(Dataset entries)
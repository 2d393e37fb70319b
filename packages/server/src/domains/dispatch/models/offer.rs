use chrono::{DateTime, Utc};
use serde::{Deserialize, Serialize};

use crate::common::{RequestId, ResponderId};
use crate::domains::geo_index::Candidate;

/// The open offer for a searching request.
///
/// Persisted next to the request from broadcast until it is resolved, so a
/// restarted process can re-arm the deadline for the time left.
#[derive(Debug, Clone, PartialEq, Serialize, Deserialize)]
#[serde(rename_all = "camelCase")]
pub struct OfferBroadcast {
    pub request_id: RequestId,
    pub candidates: Vec<Candidate>,
    pub deadline: DateTime<Utc>,
}

impl OfferBroadcast {
    pub fn includes(&self, responder_id: ResponderId) -> bool {
        self.candidates.iter().any(|c| c.responder_id == responder_id)
    }

    pub fn notified(&self) -> impl Iterator<Item = ResponderId> + '_ {
        self.candidates.iter().map(|c| c.responder_id)
    }

    /// Time left before the deadline, zero once it has passed
    pub fn remaining(&self, now: DateTime<Utc>) -> std::time::Duration {
        (self.deadline - now).to_std().unwrap_or_default()
    }

    /// Everyone notified except `winner`
    pub fn losers(&self, winner: ResponderId) -> Vec<ResponderId> {
        self.notified().filter(|id| *id != winner).collect()
    }
}
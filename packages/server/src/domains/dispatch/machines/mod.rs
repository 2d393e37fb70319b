pub mod lifecycle;

pub use lifecycle::{
    check_advance, check_bind, check_cancel, check_exhausted, destination_selectable,
    IllegalTransition,
};
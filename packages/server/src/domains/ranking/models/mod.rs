pub mod hospital;

pub use hospital::*;
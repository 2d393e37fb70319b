// Common types and utilities shared across the application

pub mod auth;
pub mod entity_ids;
pub mod id;
pub mod types;
pub mod utils;

pub use auth::{Actor, AuthError, DispatchCapability, SessionParties};
pub use entity_ids::*;
pub use id::{Id, V4, V7};
pub use types::*;
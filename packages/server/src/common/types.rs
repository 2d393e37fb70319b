// Common types used across multiple domains and layers
//
// Geographic primitives shared by the geo index, the estimator, the ranker
// and the dispatch records.

use serde::{Deserialize, Serialize};
use thiserror::Error;

/// A WGS84 coordinate in decimal degrees.
#[derive(Debug, Clone, Copy, PartialEq, Serialize, Deserialize)]
pub struct GeoPoint {
    pub latitude: f64,
    pub longitude: f64,
}

#[derive(Debug, Clone, PartialEq, Error)]
pub enum InvalidCoordinate {
    #[error("latitude {0} is outside [-90, 90]")]
    Latitude(f64),

    #[error("longitude {0} is outside [-180, 180]")]
    Longitude(f64),
}

impl GeoPoint {
    pub fn new(latitude: f64, longitude: f64) -> Self {
        Self {
            latitude,
            longitude,
        }
    }

    /// Reject NaN and out-of-range coordinates before they reach the engine.
    pub fn validate(&self) -> Result<(), InvalidCoordinate> {
        if !self.latitude.is_finite() || !(-90.0..=90.0).contains(&self.latitude) {
            return Err(InvalidCoordinate::Latitude(self.latitude));
        }
        if !self.longitude.is_finite() || !(-180.0..=180.0).contains(&self.longitude) {
            return Err(InvalidCoordinate::Longitude(self.longitude));
        }
        Ok(())
    }
}

/// A point plus the free-text address a human gave for it.
#[derive(Debug, Clone, PartialEq, Serialize, Deserialize)]
pub struct Location {
    #[serde(flatten)]
    pub point: GeoPoint,
    #[serde(default)]
    pub address: String,
    #[serde(default, skip_serializing_if = "Option::is_none")]
    pub landmark: Option<String>,
}

impl Location {
    pub fn new(point: GeoPoint, address: impl Into<String>) -> Self {
        Self {
            point,
            address: address.into(),
            landmark: None,
        }
    }
}

#[cfg(test)]
mod tests {
    use super::*;

    #[test]
    fn test_valid_coordinates() {
        assert!(GeoPoint::new(0.0, 0.0).validate().is_ok());
        assert!(GeoPoint::new(-90.0, 180.0).validate().is_ok());
        assert!(GeoPoint::new(44.98, -93.27).validate().is_ok());
    }

    #[test]
    fn test_out_of_range_latitude() {
        assert_eq!(
            GeoPoint::new(91.0, 0.0).validate(),
            Err(InvalidCoordinate::Latitude(91.0))
        );
    }

    #[test]
    fn test_out_of_range_longitude() {
        assert_eq!(
            GeoPoint::new(0.0, -180.5).validate(),
            Err(InvalidCoordinate::Longitude(-180.5))
        );
    }

    #[test]
    fn test_nan_rejected() {
        assert!(GeoPoint::new(f64::NAN, 0.0).validate().is_err());
        assert!(GeoPoint::new(0.0, f64::INFINITY).validate().is_err());
    }

    #[test]
    fn test_location_flattens_point() {
        let location = Location::new(GeoPoint::new(1.5, 2.5), "Main St");
        let json = serde_json::to_value(&location).unwrap();
        assert_eq!(json["latitude"], 1.5);
        assert_eq!(json["longitude"], 2.5);
        assert_eq!(json["address"], "Main St");
        assert!(json.get("landmark").is_none());
    }
}
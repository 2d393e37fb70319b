// Rapid Response Dispatch - matching engine core
//
// Matches emergency requests to the nearest available ambulance, resolves the
// accept race, drives each ride through its lifecycle and recommends
// destination hospitals. Architecture follows domain-driven design: pure
// rules in domains/*/machines and utils, side effects in domains/*/effects,
// infrastructure behind Base* traits in kernel/.

pub mod common;
pub mod config;
pub mod domains;
pub mod kernel;
pub mod server;

pub use config::*;
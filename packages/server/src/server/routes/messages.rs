//! Single entry point for typed inbound messages.
//!
//! POST /messages with a `kind`-tagged JSON body. Unknown kinds and
//! malformed payloads are rejected as validation errors before anything
//! reaches the session manager.

use axum::{extract::Extension, Json};

use crate::domains::dispatch::InboundReply;
use crate::domains::gateway::EventGateway;
use crate::server::app::AppState;
use crate::server::error::ApiResult;

pub async fn handle_message(
    Extension(state): Extension<AppState>,
    Json(raw): Json<serde_json::Value>,
) -> ApiResult<Json<InboundReply>> {
    let message = EventGateway::decode(raw)?;
    Ok(Json(state.sessions.handle(message).await?))
}
use axum::{extract::Extension, http::StatusCode, Json};
use serde::Serialize;

use crate::server::app::AppState;

#[derive(Serialize)]
pub struct HealthResponse {
    status: String,
    database: DatabaseHealth,
    available_responders: usize,
    live_requests: usize,
    stream_topics: usize,
}

#[derive(Serialize)]
pub struct DatabaseHealth {
    status: String,
    #[serde(skip_serializing_if = "Option::is_none")]
    error: Option<String>,
}

/// Health check endpoint
///
/// Checks:
/// - Database connectivity (skipped when running on the in-memory store)
/// - Presence, live request and stream registry sizes
///
/// Returns 200 OK if all systems are healthy, 503 Service Unavailable otherwise.
pub async fn health_handler(
    Extension(state): Extension<AppState>,
) -> (StatusCode, Json<HealthResponse>) {
    let db_health = match &state.db_pool {
        None => DatabaseHealth {
            status: "in_memory".to_string(),
            error: None,
        },
        Some(pool) => match tokio::time::timeout(
            std::time::Duration::from_secs(5),
            sqlx::query("SELECT 1").execute(pool),
        )
        .await
        {
            Ok(Ok(_)) => DatabaseHealth {
                status: "ok".to_string(),
                error: None,
            },
            Ok(Err(e)) => DatabaseHealth {
                status: "error".to_string(),
                error: Some(format!("Query failed: {}", e)),
            },
            Err(_) => DatabaseHealth {
                status: "error".to_string(),
                error: Some("Query timeout (>5s)".to_string()),
            },
        },
    };

    let deps = state.sessions.deps();
    let is_healthy = db_health.status != "error";

    let status_code = if is_healthy {
        StatusCode::OK
    } else {
        StatusCode::SERVICE_UNAVAILABLE
    };

    (
        status_code,
        Json(HealthResponse {
            status: if is_healthy { "healthy" } else { "unhealthy" }.to_string(),
            database: db_health,
            available_responders: deps.presence.available().len(),
            live_requests: state.sessions.live_sessions(),
            stream_topics: deps.gateway.hub().topic_count().await,
        }),
    )
}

### Assignment
Count how many lines above include the word "left" and answer with that figure only.

### Task result
2